[Haskell-cafe] Dynamically find out instances of classes
(pluginsystem for haskell)
Radosław Grzanka
radoslawg at gmail.com
Thu Nov 22 07:55:44 EST 2007
2007/11/22, Claus Reinke <claus.reinke at talk21.com>:
> > Is there any plugin system for haskell? For example, in Java, I can
> > load all compiled classes from given directory, check their interfaces
> > and run some methods through reflection etc. Is it possible in
> > haskell, to load modules from given directory, and if in module there
> > is instance of class then return instantiation of that class?
> >
> > I hope this is understandable what I'm trying to achieve here.
>
> not really: the only classes in haskell are type classes, and
> if there is any class instance missing at compile time, you
> won't even get to runtime, so you don't have to worry
> about loading instances at runtime!-)
Maybe I wasn't clear enough, maybe It is too much OO, maybe this is
exploiting language, maybe there are better ways. ;)
Let's say that in common module I have declaration (written from head,
so may not compile - only for illustration)
class Foo a where
fun :: a -> String
This is my interface declaration.
Now in seperate modules I have:
data GreatFooInstance = GreatFooInstance
instance Foo GreatFooInstance where
fun a = "1"
in another module I have
data GreatFooInstance' = GreatFooInstance'
instance Foo GreatFooInstance' where
fun a = "2"
at my main program I want to load all modules from directory and
receive a structure of (lack of vocabluary here) instantiated
instances of the class like this:
l :: Foo a => [a]
l = [GreatFooInstance, GreatFooInstance']
This above is illegal in haskell I believe, so some other approach
should be taken.
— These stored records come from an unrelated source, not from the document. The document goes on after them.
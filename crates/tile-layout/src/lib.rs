//! tile-layout: layouts and the zones they produce.
//!
//! A [`ZoneSet`] is either a percentage grid with spanning cells or a freeform
//! canvas. [`compute_zones`] turns one into concrete [`Zone`] rectangles for a
//! work area in a screen's internal space. Around that core sit the editing
//! helpers used by layout editors ([`edit`], [`snap`]), the built-in
//! [`presets`], the [`best_zone`] placement heuristic and a JSON-backed
//! [`LayoutStore`].
//!
//! Geometry never errors. A layout that cannot be realised produces an empty
//! zone list, which callers treat as "nothing to show or snap to".

mod best;
mod canvas;
pub mod edit;
mod error;
mod grid;
mod model;
mod presets;
pub mod snap;
mod store;
mod zones;

#[cfg(test)]
mod property_tests;

pub use best::{OVERLAP_RATIO, best_zone, best_zone_index};
pub use canvas::calculate_canvas_zones;
pub use error::{Error, Result};
pub use grid::{
    calculate_grid_zones, distribute_columns_evenly, distribute_evenly, distribute_rows_evenly,
    even_percents, generate_grid_layout_info,
};
pub use model::{
    CanvasLayoutInfo, CanvasZone, GridLayoutInfo, Layout, PERCENT_TOTAL, Zone, ZoneId, ZoneSet,
};
pub use presets::{
    DEFAULT_SPACING, FALLBACK_PRESET, canvas_template, grid_template, preset, presets,
};
pub use store::{DEFAULT_LAYOUT_NAME, DisplayId, LayoutStore, default_store_path};
pub use zones::{compute_zones, union_of, zones_at};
The question is what is correct way (if any) to
handle this.
But if it was legal then the usage might be like:
o = map foo l
I cannot be more specifc because this is just theory, I'm playing with
haskell to know it features and limits. The key here is to add and
remove modules and find the list of modules at runtime, load it and
(with known interface) call its functions.
Hope it is clear enough now.
Thanks,
Radek.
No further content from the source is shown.